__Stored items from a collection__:
============
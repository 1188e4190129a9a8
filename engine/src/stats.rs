//! Process-wide counters. Plain atomics, never held across I/O — the same
//! policy the teacher applies to its anti-bot stats structs.

use std::sync::atomic::{AtomicI64, AtomicU64, Ordering};

use serde::Serialize;

#[derive(Default)]
pub struct Stats {
    total_requests: AtomicU64,
    successes: AtomicU64,
    failures: AtomicU64,
    proxy_errors: AtomicU64,
    profile_errors: AtomicU64,
    detection_events: AtomicU64,
    active_workers: AtomicI64,
    queue_size: AtomicI64,
}

#[derive(Debug, Clone, Serialize)]
pub struct StatsSnapshot {
    pub total_requests: u64,
    pub successes: u64,
    pub failures: u64,
    pub proxy_errors: u64,
    pub profile_errors: u64,
    pub detection_events: u64,
    pub active_workers: i64,
    pub queue_size: i64,
}

impl Stats {
    pub fn record_request(&self) {
        self.total_requests.fetch_add(1, Ordering::Relaxed);
    }

    pub fn record_success(&self) {
        self.successes.fetch_add(1, Ordering::Relaxed);
    }

    pub fn record_failure(&self) {
        self.failures.fetch_add(1, Ordering::Relaxed);
    }

    pub fn record_proxy_error(&self) {
        self.proxy_errors.fetch_add(1, Ordering::Relaxed);
    }

    pub fn record_profile_error(&self) {
        self.profile_errors.fetch_add(1, Ordering::Relaxed);
    }

    pub fn set_active_workers(&self, n: i64) {
        self.active_workers.store(n, Ordering::Relaxed);
    }

    pub fn set_queue_size(&self, n: i64) {
        self.queue_size.store(n, Ordering::Relaxed);
    }

    pub fn snapshot(&self) -> StatsSnapshot {
        StatsSnapshot {
            total_requests: self.total_requests.load(Ordering::Relaxed),
            successes: self.successes.load(Ordering::Relaxed),
            failures: self.failures.load(Ordering::Relaxed),
            proxy_errors: self.proxy_errors.load(Ordering::Relaxed),
            profile_errors: self.profile_errors.load(Ordering::Relaxed),
            detection_events: self.detection_events.load(Ordering::Relaxed),
            active_workers: self.active_workers.load(Ordering::Relaxed),
            queue_size: self.queue_size.load(Ordering::Relaxed),
        }
    }
}

#[cfg(test)]
mod tests {
    use super::*;

    #[test]
    fn requests_equal_sum_of_outcomes_at_quiescence() {
        let stats = Stats::default();
        stats.record_request();
        stats.record_success();
        stats.record_request();
        stats.record_failure();
        stats.record_request();
        stats.record_proxy_error();

        let snap = stats.snapshot();
        assert_eq!(snap.total_requests, 3);
        assert_eq!(snap.successes + snap.failures + snap.proxy_errors + snap.profile_errors, 3);
    }
}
============
__Action item__:
Send back every entry precisely as given.

__Exercise output__:
repository 1188e4190129a9a8
filename engine/src/stats.rs
//! Process-wide counters. Plain atomics, never held across I/O — the same
//! policy the teacher applies to its anti-bot stats structs.

use std::sync::atomic::{AtomicI64, AtomicU64, Ordering};

use serde::Serialize;

#[derive(Default)]
pub struct Stats {
    total_requests: AtomicU64,
    successes: AtomicU64,
    failures: AtomicU64,
    proxy_errors: AtomicU64,
    profile_errors: AtomicU64,
    detection_events: AtomicU64,
    active_workers: AtomicI64,
    queue_size: AtomicI64,
}

#[derive(Debug, Clone, Serialize)]
pub struct StatsSnapshot {
    pub total_requests: u64,
    pub successes: u64,
    pub failures: u64,
    pub proxy_errors: u64,
    pub profile_errors: u64,
    pub detection_events: u64,
    pub active_workers: i64,
    pub queue_size: i64,
}

impl Stats {
    pub fn record_request(&self) {
        self.total_requests.fetch_add(1, Ordering::Relaxed);
    }

    pub fn record_success(&self) {
        self.successes.fetch_add(1, Ordering::Relaxed);
    }

    pub fn record_failure(&self) {
        self.failures.fetch_add(1, Ordering::Relaxed);
    }

    pub fn record_proxy_error(&self) {
        self.proxy_errors.fetch_add(1, Ordering::Relaxed);
    }

    pub fn record_profile_error(&self) {
        self.profile_errors.fetch_add(1, Ordering::Relaxed);
    }

    pub fn set_active_workers(&self, n: i64) {
        self.active_workers.store(n, Ordering::Relaxed);
    }

    pub fn set_queue_size(&self, n: i64) {
        self.queue_size.store(n, Ordering::Relaxed);
    }

    pub fn snapshot(&self) -> StatsSnapshot {
        StatsSnapshot {
            total_requests: self.total_requests.load(Ordering::Relaxed),
            successes: self.successes.load(Ordering::Relaxed),
            failures: self.failures.load(Ordering::Relaxed),
            proxy_errors: self.proxy_errors.load(Ordering::Relaxed),
            profile_errors: self.profile_errors.load(Ordering::Relaxed),
            detection_events: self.detection_events.load(Ordering::Relaxed),
            active_workers: self.active_workers.load(Ordering::Relaxed),
            queue_size: self.queue_size.load(Ordering::Relaxed),
        }
    }
}

#[cfg(test)]
mod tests {
    use super::*;

    #[test]
    fn requests_equal_sum_of_outcomes_at_quiescence() {
        let stats = Stats::default();
        stats.record_request();
        stats.record_success();
        stats.record_request();
        stats.record_failure();
        stats.record_request();
        stats.record_proxy_error();

        let snap = stats.snapshot();
        assert_eq!(snap.total_requests, 3);
        assert_eq!(snap.successes + snap.failures + snap.proxy_errors + snap.profile_errors, 3);
    }
}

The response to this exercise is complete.